One critical institution that has thrived in Tunisia’s nascent democracy is a free press. Between 2010 and 2019, Tunisia’s ranking on the World Press Freedom Index, compiled by the media watchdog Reporters sans Frontières, has improved from 164 to 72. (Over the same time, India’s ranking has fallen from 122 to 140.) On 11 November 2018, the then Tunisian president, Beji Caid Essebsi, was one of the 12 original signatories of RSF’s International Declaration on Information and Democracy.
Following the uprising, the interim Tunisian government repealed the 1975 press code, which provided for heavy fines and imprisonment for journalism that was deemed to jeopardise state security and public order or cause offence to public figures. It passed two pieces of legislation—Decree Laws 115 and 116—that liberalised the legal and regulatory frameworks for broadcast and print media. Access to information is guaranteed by the Tunisian constitution, and in a review of the country’s 2016 right-to-information law, Human Rights Watch said the country “is once again leading the Arab world in promoting transparency in public institutions.” A new draft law, which is yet to be introduced in parliament, further strengthens provisions of existing laws and consolidates journalists’ safety and immunity.

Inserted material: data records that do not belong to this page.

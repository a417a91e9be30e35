//! Identity binding for dispatch connections
//!
//! A client claims an actor id with `user:connect` / `ambulance:connect`.
//! Before the claim is registered, the configured [`IdentityVerifier`] sees
//! the credential the connection presented at upgrade time (`?token=...`)
//! and may refuse it. Issuing credentials is the job of the external auth
//! service; this module only checks them.

use crate::config::TokenGrant;
use crate::core::error::EventError;
use crate::core::model::{ActorRole, Identity};
use std::collections::HashMap;

/// Trait for identity verifiers
///
/// Runs inside the dispatch loop, so implementations must not block.
pub trait IdentityVerifier: Send + Sync {
    /// Accept or refuse `claim` for a connection that presented `credential`
    fn verify(&self, credential: Option<&str>, claim: &Identity) -> Result<(), EventError>;

    /// Whether events naming an actor must come from that actor's connection
    fn binds_senders(&self) -> bool {
        true
    }
}

/// Accepts every claim (development default)
///
/// Any client can claim any actor id under this verifier.
pub struct TrustingVerifier;

impl IdentityVerifier for TrustingVerifier {
    fn verify(&self, _credential: Option<&str>, _claim: &Identity) -> Result<(), EventError> {
        Ok(())
    }

    fn binds_senders(&self) -> bool {
        false
    }
}

/// Binds opaque tokens to exactly one (role, actor id)
pub struct StaticTokenVerifier {
    grants: HashMap<String, (ActorRole, String)>,
}

impl StaticTokenVerifier {
    pub fn new(grants: &[TokenGrant]) -> Self {
        let grants = grants
            .iter()
            .map(|g| (g.token.clone(), (g.role, g.actor_id.clone())))
            .collect();
        Self { grants }
    }
}

impl IdentityVerifier for StaticTokenVerifier {
    fn verify(&self, credential: Option<&str>, claim: &Identity) -> Result<(), EventError> {
        let reject = |reason: &str| EventError::IdentityRejected {
            role: claim.role,
            actor_id: claim.actor_id.clone(),
            reason: reason.to_string(),
        };

        let token = credential.ok_or_else(|| reject("no credential presented"))?;
        match self.grants.get(token) {
            Some((role, actor_id)) if *role == claim.role && *actor_id == claim.actor_id => Ok(()),
            Some(_) => Err(reject("credential issued to a different actor")),
            None => Err(reject("unknown credential")),
        }
    }
}

#[cfg(test)]
mod tests {
    use super::*;

    fn verifier() -> StaticTokenVerifier {
        StaticTokenVerifier::new(&[
            TokenGrant {
                token: "tok-u1".to_string(),
                role: ActorRole::User,
                actor_id: "u1".to_string(),
            },
            TokenGrant {
                token: "tok-amb1".to_string(),
                role: ActorRole::Ambulance,
                actor_id: "amb1".to_string(),
            },
        ])
    }

    #[test]
    fn test_trusting_verifier_accepts_anything() {
        let claim = Identity::new(ActorRole::Driver, "d1");
        assert!(TrustingVerifier.verify(None, &claim).is_ok());
        assert!(!TrustingVerifier.binds_senders());
    }

    #[test]
    fn test_static_verifier_matching_token() {
        let v = verifier();
        assert!(v.verify(Some("tok-u1"), &Identity::new(ActorRole::User, "u1")).is_ok());
        assert!(
            v.verify(Some("tok-amb1"), &Identity::ambulance("amb1", "d1"))
                .is_ok()
        );
        assert!(v.binds_senders());
    }

    #[test]
    fn test_static_verifier_rejects_mismatch() {
        let v = verifier();

        let wrong_actor = v.verify(Some("tok-u1"), &Identity::new(ActorRole::User, "u2"));
        assert!(matches!(
            wrong_actor,
            Err(EventError::IdentityRejected { .. })
        ));

        let wrong_role = v.verify(Some("tok-u1"), &Identity::new(ActorRole::Driver, "u1"));
        assert!(wrong_role.is_err());

        assert!(v.verify(None, &Identity::new(ActorRole::User, "u1")).is_err());
        assert!(
            v.verify(Some("forged"), &Identity::new(ActorRole::User, "u1"))
                .is_err()
        );
    }
}
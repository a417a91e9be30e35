//! Server module: host, exposures and the builder that wires them
//!
//! `ServerBuilder` validates the configuration, spawns the dispatcher and
//! serves:
//! - the WebSocket endpoint (`/ws`) carrying the dispatch event stream
//! - read-only status routes over HTTP
//! - health check routes

pub mod builder;
pub mod exposure;
pub mod host;

pub use builder::{ServerBuilder, build_cors_layer};
pub use exposure::{RestExposure, WebSocketExposure};
pub use host::ServerHost;
//! Connection registry
//!
//! Tracks every open connection (identified or not) with the sender that
//! feeds its WebSocket write loop, plus an index from (role, actor id) to
//! the connection currently representing that actor.

use crate::core::events::ServerEvent;
use crate::core::model::{ActorRole, ConnectionId, Identity};
use std::collections::HashMap;
use tokio::sync::mpsc;

/// Sender half feeding a connection's write loop
pub type Outbound = mpsc::UnboundedSender<ServerEvent>;

/// Something that can push an event to a connection
pub trait Outbox {
    /// Returns `false` when the connection is unknown or its write loop is gone
    fn deliver(&self, to: &ConnectionId, event: &ServerEvent) -> bool;
}

/// A handle to a single connection
struct ConnectionHandle {
    tx: Outbound,
    /// Credential presented at upgrade time
    credential: Option<String>,
    /// Set once the connection identified itself
    identity: Option<Identity>,
    /// Opted into the monitoring feed
    monitoring: bool,
}

#[derive(Default)]
pub struct ConnectionRegistry {
    connections: HashMap<ConnectionId, ConnectionHandle>,
    actors: HashMap<ActorRole, HashMap<String, ConnectionId>>,
}

impl ConnectionRegistry {
    pub fn new() -> Self {
        Self::default()
    }

    /// Track a freshly opened, not yet identified connection
    pub fn attach(&mut self, id: ConnectionId, tx: Outbound, credential: Option<String>) {
        self.connections.insert(
            id,
            ConnectionHandle {
                tx,
                credential,
                identity: None,
                monitoring: false,
            },
        );
    }

    pub fn is_attached(&self, id: &ConnectionId) -> bool {
        self.connections.contains_key(id)
    }

    pub fn credential(&self, id: &ConnectionId) -> Option<&str> {
        self.connections.get(id)?.credential.as_deref()
    }

    pub fn identity(&self, id: &ConnectionId) -> Option<&Identity> {
        self.connections.get(id)?.identity.as_ref()
    }

    /// Bind `identity` to connection `id`
    ///
    /// Overwrites any earlier entry for the same (role, actor id) without
    /// closing that connection; the displaced connection id is returned. If
    /// this connection had identified before under another identity, that
    /// registration is dropped first.
    pub fn register(&mut self, id: &ConnectionId, identity: Identity) -> Option<ConnectionId> {
        let handle = self.connections.get_mut(id)?;
        let previous_identity = handle.identity.replace(identity.clone());

        if let Some(previous) = previous_identity {
            remove_if_current(&mut self.actors, &previous, id);
        }

        self.actors
            .entry(identity.role)
            .or_default()
            .insert(identity.actor_id, id.clone())
            .filter(|displaced| displaced != id)
    }

    /// Forget connection `id`
    ///
    /// Returns the identity it held only if it was still the live
    /// registration for that actor; a connection displaced by a newer one
    /// leaves the newer entry untouched.
    pub fn unregister(&mut self, id: &ConnectionId) -> Option<Identity> {
        let handle = self.connections.remove(id)?;
        let identity = handle.identity?;
        remove_if_current(&mut self.actors, &identity, id).then_some(identity)
    }

    pub fn lookup(&self, role: ActorRole, actor_id: &str) -> Option<&ConnectionId> {
        self.actors.get(&role)?.get(actor_id)
    }

    pub fn count_by_role(&self, role: ActorRole) -> usize {
        self.actors.get(&role).map_or(0, HashMap::len)
    }

    /// Open connections, identified or not
    pub fn len(&self) -> usize {
        self.connections.len()
    }

    pub fn is_empty(&self) -> bool {
        self.connections.is_empty()
    }

    /// Returns `false` if the connection is unknown
    pub fn set_monitoring(&mut self, id: &ConnectionId, enabled: bool) -> bool {
        match self.connections.get_mut(id) {
            Some(handle) => {
                handle.monitoring = enabled;
                true
            }
            None => false,
        }
    }

    pub fn monitor_count(&self) -> usize {
        self.connections.values().filter(|h| h.monitoring).count()
    }

    /// Send to every connection but `except`, optionally only to monitors
    pub fn broadcast_except(
        &self,
        except: &ConnectionId,
        event: &ServerEvent,
        monitors_only: bool,
    ) -> usize {
        self.connections
            .iter()
            .filter(|(id, handle)| *id != except && (!monitors_only || handle.monitoring))
            .filter(|(id, _)| self.deliver(id, event))
            .count()
    }
}

impl Outbox for ConnectionRegistry {
    fn deliver(&self, to: &ConnectionId, event: &ServerEvent) -> bool {
        let Some(handle) = self.connections.get(to) else {
            return false;
        };
        // If send fails, the receiver is dropped (client disconnected)
        if handle.tx.send(event.clone()).is_err() {
            tracing::debug!(
                connection_id = %to,
                event = event.name(),
                "Failed to send event to connection (likely disconnected)"
            );
            return false;
        }
        true
    }
}

fn remove_if_current(
    actors: &mut HashMap<ActorRole, HashMap<String, ConnectionId>>,
    identity: &Identity,
    id: &ConnectionId,
) -> bool {
    let Some(by_id) = actors.get_mut(&identity.role) else {
        return false;
    };
    if by_id.get(&identity.actor_id) == Some(id) {
        by_id.remove(&identity.actor_id);
        return true;
    }
    false
}

#[cfg(test)]
mod tests {
    use super::*;

    fn attach(registry: &mut ConnectionRegistry, id: &str) -> mpsc::UnboundedReceiver<ServerEvent> {
        let (tx, rx) = mpsc::unbounded_channel();
        registry.attach(ConnectionId::from(id), tx, None);
        rx
    }

    #[test]
    fn test_register_and_lookup() {
        let mut registry = ConnectionRegistry::new();
        let _rx = attach(&mut registry, "c1");

        let displaced = registry.register(&"c1".into(), Identity::new(ActorRole::Driver, "d1"));
        assert!(displaced.is_none());
        assert_eq!(
            registry.lookup(ActorRole::Driver, "d1"),
            Some(&ConnectionId::from("c1"))
        );
        assert_eq!(registry.lookup(ActorRole::User, "d1"), None);
        assert_eq!(registry.count_by_role(ActorRole::Driver), 1);
        assert_eq!(registry.count_by_role(ActorRole::User), 0);
    }

    #[test]
    fn test_later_register_replaces_earlier() {
        let mut registry = ConnectionRegistry::new();
        let _rx1 = attach(&mut registry, "c1");
        let _rx2 = attach(&mut registry, "c2");

        registry.register(&"c1".into(), Identity::new(ActorRole::User, "u1"));
        let displaced = registry.register(&"c2".into(), Identity::new(ActorRole::User, "u1"));

        assert_eq!(displaced, Some(ConnectionId::from("c1")));
        assert_eq!(
            registry.lookup(ActorRole::User, "u1"),
            Some(&ConnectionId::from("c2"))
        );
        assert_eq!(registry.count_by_role(ActorRole::User), 1);
        // The stale socket is not closed
        assert!(registry.is_attached(&"c1".into()));
    }

    #[test]
    fn test_stale_unregister_keeps_newer_entry() {
        let mut registry = ConnectionRegistry::new();
        let _rx1 = attach(&mut registry, "c1");
        let _rx2 = attach(&mut registry, "c2");

        registry.register(&"c1".into(), Identity::ambulance("amb1", "d1"));
        registry.register(&"c2".into(), Identity::ambulance("amb1", "d1"));

        assert!(registry.unregister(&"c1".into()).is_none());
        assert_eq!(
            registry.lookup(ActorRole::Ambulance, "amb1"),
            Some(&ConnectionId::from("c2"))
        );

        let gone = registry.unregister(&"c2".into()).unwrap();
        assert_eq!(gone.driver_id.as_deref(), Some("d1"));
        assert_eq!(registry.lookup(ActorRole::Ambulance, "amb1"), None);
        assert!(registry.is_empty());
    }

    #[test]
    fn test_reidentify_drops_previous_identity() {
        let mut registry = ConnectionRegistry::new();
        let _rx = attach(&mut registry, "c1");

        registry.register(&"c1".into(), Identity::new(ActorRole::User, "u1"));
        registry.register(&"c1".into(), Identity::new(ActorRole::Driver, "d1"));

        assert_eq!(registry.lookup(ActorRole::User, "u1"), None);
        assert_eq!(registry.count_by_role(ActorRole::Driver), 1);
    }

    #[test]
    fn test_register_unknown_connection_is_noop() {
        let mut registry = ConnectionRegistry::new();
        registry.register(&"ghost".into(), Identity::new(ActorRole::User, "u1"));
        assert_eq!(registry.lookup(ActorRole::User, "u1"), None);
        assert!(registry.unregister(&"ghost".into()).is_none());
    }

    #[test]
    fn test_broadcast_except_and_monitors() {
        let mut registry = ConnectionRegistry::new();
        let mut rx1 = attach(&mut registry, "c1");
        let mut rx2 = attach(&mut registry, "c2");
        let mut rx3 = attach(&mut registry, "c3");

        let sent = registry.broadcast_except(&"c1".into(), &ServerEvent::Pong, false);
        assert_eq!(sent, 2);
        assert!(rx1.try_recv().is_err());
        assert!(rx2.try_recv().is_ok());
        assert!(rx3.try_recv().is_ok());

        registry.set_monitoring(&"c3".into(), true);
        assert_eq!(registry.monitor_count(), 1);
        let sent = registry.broadcast_except(&"c1".into(), &ServerEvent::Pong, true);
        assert_eq!(sent, 1);
        assert!(rx2.try_recv().is_err());
        assert!(rx3.try_recv().is_ok());
    }

    #[test]
    fn test_deliver_to_dead_connection() {
        let mut registry = ConnectionRegistry::new();
        let rx = attach(&mut registry, "c1");
        drop(rx);

        assert!(!registry.deliver(&"c1".into(), &ServerEvent::Pong));
        assert!(!registry.deliver(&"nope".into(), &ServerEvent::Pong));
        // Still registered: cleanup happens on disconnect
        assert_eq!(registry.len(), 1);
    }
}
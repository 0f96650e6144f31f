//! HTTP/2 framing stage and inbound adapter.
//!
//! Installed in place of the HTTP/1.1 encoder once ALPN selects `h2`. Each
//! connection gets its own server-side HTTP/2 connection; every inbound stream
//! is adapted into the same `DecodedRequest` shape HTTP/1.1 produces, so the
//! CONNECT, recursive and main-handler stages run unchanged.

use hyper::header::{HeaderValue, HOST};
use hyper::http::uri::Scheme;
use hyper::server::conn::http2;
use hyper::{Request, Uri};
use hyper_util::rt::TokioExecutor;

use crate::http::request::{DecodedRequest, HttpProtocol};

#[derive(Debug, Clone)]
pub struct Http2Codec {
    scheme: Scheme,
}

impl Http2Codec {
    /// Codec stamping `scheme` on every adapted request.
    pub fn new(scheme: Scheme) -> Self {
        Self { scheme }
    }

    pub fn scheme(&self) -> &Scheme {
        &self.scheme
    }

    /// Fresh server-side HTTP/2 connection builder.
    pub fn builder(&self) -> http2::Builder<TokioExecutor> {
        http2::Builder::new(TokioExecutor::new())
    }

    /// Translate an inbound HTTP/2 stream into a decoded request.
    ///
    /// `:authority` becomes a `Host` header when the client sent none, and the
    /// URI carries the scheme chosen at negotiation time.
    pub fn adapt<B>(&self, request: Request<B>) -> DecodedRequest<B> {
        let (mut parts, body) = request.into_parts();

        if let Some(authority) = parts.uri.authority().cloned() {
            if !parts.headers.contains_key(HOST) {
                if let Ok(value) = HeaderValue::from_str(authority.as_str()) {
                    parts.headers.insert(HOST, value);
                }
            }

            if parts.uri.scheme() != Some(&self.scheme) && parts.uri.path_and_query().is_some() {
                let mut uri_parts = parts.uri.clone().into_parts();
                uri_parts.scheme = Some(self.scheme.clone());
                if let Ok(uri) = Uri::from_parts(uri_parts) {
                    parts.uri = uri;
                }
            }
        }

        DecodedRequest::new(
            Request::from_parts(parts, body),
            self.scheme.clone(),
            HttpProtocol::Http2,
        )
    }
}
//! The pluggable main handler and its execution context.
//!
//! # Responsibilities
//! - Define the `MainHandler` seam the proxying business logic plugs into
//! - Dispatch each decoded request onto the handler executor, away from the
//!   connection task that drives socket I/O
//!
//! # Design Decisions
//! - One handler instance is shared by all connections; it must tolerate
//!   concurrent calls
//! - Handler errors and panics both surface as stage errors, which close the
//!   connection

use std::future::Future;
use std::io;
use std::sync::Arc;

use futures_util::future::BoxFuture;
use futures_util::FutureExt;
use hyper::Response;
use tokio::runtime::{self, Handle, Runtime};
use tokio::task::JoinHandle;

use crate::http::request::DecodedRequest;
use crate::http::response::{BoxError, ProxyBody};
use crate::pipeline::stage::StageError;

/// Business logic consuming fully decoded requests.
///
/// Never runs on the connection's I/O task.
pub trait MainHandler: Send + Sync + 'static {
    fn handle(&self, request: DecodedRequest) -> BoxFuture<'static, Result<Response<ProxyBody>, BoxError>>;
}

impl<F, Fut> MainHandler for F
where
    F: Fn(DecodedRequest) -> Fut + Send + Sync + 'static,
    Fut: Future<Output = Result<Response<ProxyBody>, BoxError>> + Send + 'static,
{
    fn handle(&self, request: DecodedRequest) -> BoxFuture<'static, Result<Response<ProxyBody>, BoxError>> {
        self(request).boxed()
    }
}

/// Pool the main handler runs on.
///
/// Defaults to the runtime the server was started on; a dedicated runtime
/// keeps slow handlers from competing with connection I/O.
#[derive(Debug, Clone)]
pub struct HandlerExecutor {
    handle: Handle,
}

impl HandlerExecutor {
    /// Executor backed by the current tokio runtime.
    ///
    /// Must be called from within a runtime.
    pub fn current() -> Self {
        Self {
            handle: Handle::current(),
        }
    }

    pub fn from_handle(handle: Handle) -> Self {
        Self { handle }
    }

    pub fn spawn<F>(&self, future: F) -> JoinHandle<F::Output>
    where
        F: Future + Send + 'static,
        F::Output: Send + 'static,
    {
        self.handle.spawn(future)
    }
}

/// Name of the worker threads of a [`HandlerPool`].
pub const HANDLER_THREAD_NAME: &str = "proxy-handler";

/// Dedicated multi-thread runtime the main handler runs on.
///
/// Dropping the pool stops its workers without blocking, so it may be
/// dropped from async code.
#[derive(Debug)]
pub struct HandlerPool {
    runtime: Option<Runtime>,
    handle: Handle,
}

impl HandlerPool {
    pub fn new(worker_threads: usize) -> io::Result<Self> {
        let runtime = runtime::Builder::new_multi_thread()
            .worker_threads(worker_threads.max(1))
            .thread_name(HANDLER_THREAD_NAME)
            .enable_all()
            .build()?;
        let handle = runtime.handle().clone();
        Ok(Self {
            runtime: Some(runtime),
            handle,
        })
    }

    pub fn executor(&self) -> HandlerExecutor {
        HandlerExecutor::from_handle(self.handle.clone())
    }
}

impl Drop for HandlerPool {
    fn drop(&mut self) {
        if let Some(runtime) = self.runtime.take() {
            runtime.shutdown_background();
        }
    }
}

/// The main-handler stage: last request stage of the chain.
#[derive(Clone)]
pub struct MainHandlerStage {
    handler: Arc<dyn MainHandler>,
    executor: HandlerExecutor,
}

impl MainHandlerStage {
    pub fn new(handler: Arc<dyn MainHandler>, executor: HandlerExecutor) -> Self {
        Self { handler, executor }
    }

    pub async fn dispatch(&self, request: DecodedRequest) -> Result<Response<ProxyBody>, StageError> {
        let task = self.executor.spawn(self.handler.handle(request));
        task.await?.map_err(StageError::Handler)
    }
}

impl std::fmt::Debug for MainHandlerStage {
    fn fmt(&self, f: &mut std::fmt::Formatter<'_>) -> std::fmt::Result {
        f.debug_struct("MainHandlerStage")
            .field("executor", &self.executor)
            .finish_non_exhaustive()
    }
}

#[cfg(test)]
mod tests {
    use super::*;

    fn thread_name() -> String {
        std::thread::current().name().unwrap_or_default().to_string()
    }

    #[tokio::test]
    async fn pool_runs_tasks_on_its_own_threads() {
        let pool = HandlerPool::new(2).unwrap();
        let name = pool.executor().spawn(async { thread_name() }).await.unwrap();
        assert_eq!(name, HANDLER_THREAD_NAME);
        assert_ne!(thread_name(), HANDLER_THREAD_NAME);
    }

    #[tokio::test]
    async fn current_executor_stays_on_the_calling_runtime() {
        let name = HandlerExecutor::current()
            .spawn(async { thread_name() })
            .await
            .unwrap();
        assert_ne!(name, HANDLER_THREAD_NAME);
    }
}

Under the dictatorship of Ben Ali, journalists considered their profession to be a job like any other. “Before the revolution, I didn’t consider myself a journalist,” Chadia Khedir, the editor in charge of culture news at Watania 1, Tunisia’s public television channel, told me. “We were just people who worked and got a salary.” Mourad Teyeb, an independent journalist with around twenty years of experience in print, broadcast and online media—including a stint at the BBC—echoed the thought. “I spent many years working for a media company owned by Ben Ali’s son-in-law,” he told me. “Being a journalist under a dictatorship is seriously challenging if someone chooses to be honest and professional.” Nevertheless, while reporting on Ben Ali and his family was an obvious red line, a professional journalist would find ways to subvert censorship, he said, citing stories he had covered that exposed corruption or were critical of government officials.